Grain report
By Dr. Robert Wisner

Corn
Major determinants of prices for the next few months will be 1) Corn Belt weather; 2) weekly USDA crop progress reports; 3) weekly export shipments; 4) export sales reports; and 5) reports on foreign crop conditions. With the explosive growth in corn demand for ethanol production, a very good U.S. average yield will be needed to avoid demand rationing through higher prices. Look for short-term market rallies if wet weather threatens to delay plantings into late May or early June, or if a dry-weather pattern emerges in July and August. Plan to use a scale-up approach to sell remaining 2006 corn as well as the new crop you need to move at harvest.

Several factors could hold this year’s U.S. average corn yield at least slightly below a trend yield. Part of the increased corn acreage will come from cotton. The average corn yield in the Cotton Belt is nearly 35 bushels below yields in the heart of the Corn Belt. Part will also come from spring wheat, where average corn yields have been almost 50 bushels per acre below the central Corn Belt. And, agronomic research shows a yield drag of 9 to 12 percent for corn following corn versus corn following soybeans. Also, weather in the last 3 years has allowed planting in the heart of the Corn Belt to begin in the second or third week of April.

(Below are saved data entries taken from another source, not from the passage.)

//! Reconciliation state carried between partition passes.
//!
//! The partition function is pure: it receives a [`ReconcileState`] snapshot
//! and returns an updated copy alongside the partitions. Nothing in this
//! module mutates shared state ambiently.

use std::collections::BTreeSet;
use std::fmt;

use serde::{Deserialize, Serialize};

use crate::model::IssueId;

/// Monotonic counter bumped on every local mutation.
///
/// Canonical updates arriving from the backend carry the basis version they
/// were derived from; a record whose last local mutation is newer than that
/// basis keeps its local state.
#[derive(
    Debug, Clone, Copy, PartialEq, Eq, Hash, PartialOrd, Ord, Default, Serialize, Deserialize,
)]
#[serde(transparent)]
pub struct StateVersion(u64);

impl StateVersion {
    pub const ZERO: Self = Self(0);

    #[must_use]
    pub const fn new(value: u64) -> Self {
        Self(value)
    }

    #[must_use]
    pub const fn next(self) -> Self {
        Self(self.0.saturating_add(1))
    }

    #[must_use]
    pub const fn get(self) -> u64 {
        self.0
    }
}

impl fmt::Display for StateVersion {
    fn fmt(&self, f: &mut fmt::Formatter<'_>) -> fmt::Result {
        write!(f, "v{}", self.0)
    }
}

/// Selection memory distinct from the canonical records: ids the engine has
/// seen selected (sticky) and ids the user explicitly deselected.
///
/// The two sets are disjoint; noting an id on one side removes it from the
/// other.
#[derive(Debug, Clone, Default, PartialEq, Eq, Serialize, Deserialize)]
pub struct ReconcileState {
    known_material: BTreeSet<IssueId>,
    explicitly_deselected: BTreeSet<IssueId>,
}

impl ReconcileState {
    #[must_use]
    pub const fn new() -> Self {
        Self {
            known_material: BTreeSet::new(),
            explicitly_deselected: BTreeSet::new(),
        }
    }

    pub fn note_selected(&mut self, id: &IssueId) {
        self.explicitly_deselected.remove(id);
        self.known_material.insert(id.clone());
    }

    pub fn note_deselected(&mut self, id: &IssueId) {
        self.known_material.remove(id);
        self.explicitly_deselected.insert(id.clone());
    }

    /// Drop all memory of `id` (used when a custom issue is hard-removed).
    pub fn forget(&mut self, id: &IssueId) {
        self.known_material.remove(id);
        self.explicitly_deselected.remove(id);
    }

    /// Keep only ids still present in the canonical list.
    pub fn retain_ids(&mut self, live: &BTreeSet<IssueId>) {
        self.known_material.retain(|id| live.contains(id));
        self.explicitly_deselected.retain(|id| live.contains(id));
    }

    #[must_use]
    pub fn is_known_material(&self, id: &IssueId) -> bool {
        self.known_material.contains(id)
    }

    #[must_use]
    pub fn is_explicitly_deselected(&self, id: &IssueId) -> bool {
        self.explicitly_deselected.contains(id)
    }

    #[must_use]
    pub const fn known_material(&self) -> &BTreeSet<IssueId> {
        &self.known_material
    }

    #[must_use]
    pub const fn explicitly_deselected(&self) -> &BTreeSet<IssueId> {
        &self.explicitly_deselected
    }
}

USDA projections show a 1.05 billion bushel or 50 percent increase in corn processing for ethanol for the marketing year starting this coming Sept. 1. That follows an expected 34 percent increase in corn processing for ethanol in the current marketing year. Industry reports of ethanol plant construction activity suggest the USDA 2007-08 projections may be conservative by 250 to perhaps 400 million bushels. As you consider these projections, keep in mind that for the last 2 years the U.S. has not produced enough corn to meet market demand.

Beans
Like corn, the soybean market will be unusually weather sensitive. Other important influences on prices will include 1) weather conditions for double-cropping after the wheat harvest in the southern part of the Corn Belt, Kansas, and the Mid-South; 2) the USDA June 30 acreage and stocks report; 3) final estimates of South American soybean production; 4) export sales reports; and 5) summer weather. This year’s soybean acreage will be a bit uncertain until after the June 30 report. Higher-than-usual prices will encourage more double cropping than normal if weather permits, although double-crop yields tend to be lower than the U.S. average.

Plan to boost old and new-crop marketings on rallies using a scale-up approach. For old-crop sales, consider contracts for delivery after harvest if you are storing on the farm and have enough storage capacity to hold beans that long. At press time, the large “carry” built into the futures market provided a substantial price incentive to store until at least late fall.

The bean basis by late November or early December also should start to improve. For the new crop, plan to be conservative on marketings unless you see a significant rally above $8 on November futures. Bean supplies almost certainly will tighten further in 2008-09 as the ethanol industry pulls more acres out of soybeans next year.

Reports at press time hinted that crop estimates for Brazilian and Argentine soybeans may increase from USDA’s recent numbers, 57 million tons (2.1 billion bushels) for Brazil and 44 million tons (1.6 billion bushels) for Argentina. In comparison, last year’s record U.S. soybean crop was 3.2 billion bushels. Projected production for these two countries this spring is 16.6 percent above the 2006 U.S. crop. Their combined exports of beans and bean products are expected to be 201 percent of those from the United States.

Wheat
Look for hard and soft wheat prices to be steady to lower for the next several weeks, with accelerating harvest activity in the Southern Plains and prospects for better foreign crops. If you have farm storage, chances are good that prices will recover enough into early November to at least cover storage costs. Odds for profitable off-farm storage are not quite as high, but probably significantly over 50 percent because of ethanol’s tendency to pull acres out of wheat in the fall with the strong corn market.

Acreage of wheat to be harvested was somewhat uncertain as we went to press because of possible ice damage to the crop in several areas. USDA’s May 12 and June 9 crop reports will be important in clarifying yield potential by classes of wheat and acreage being harvested this year.

Domestic demand for hard and soft red winter wheat should increase moderately from a year earlier for the June to August period. That’s the time of tightest corn supplies and the typical seasonal low point for wheat prices. With corn prices at historically high levels, a substantial increase in wheat feeding appears likely this summer. It would not be surprising to see at least 100 to 150 million bushels more wheat being fed than a year ago. That and prospects for a decline in wheat plantings this fall in corn-growing areas from South Dakota to Ohio and Arkansas should help support a post-harvest recovery in prices. The extent of the recovery will depend on soil moisture in important wheat-growing areas at planting time, as well as prospects for the November to January wheat harvest in Australia and South America. Severe drought cut last season’s Australian crop by about 54 percent from the previous year.

Early and very tentative projections indicate it may recover most of last year’s shortfall. Modestly increased production also is anticipated in India and Europe.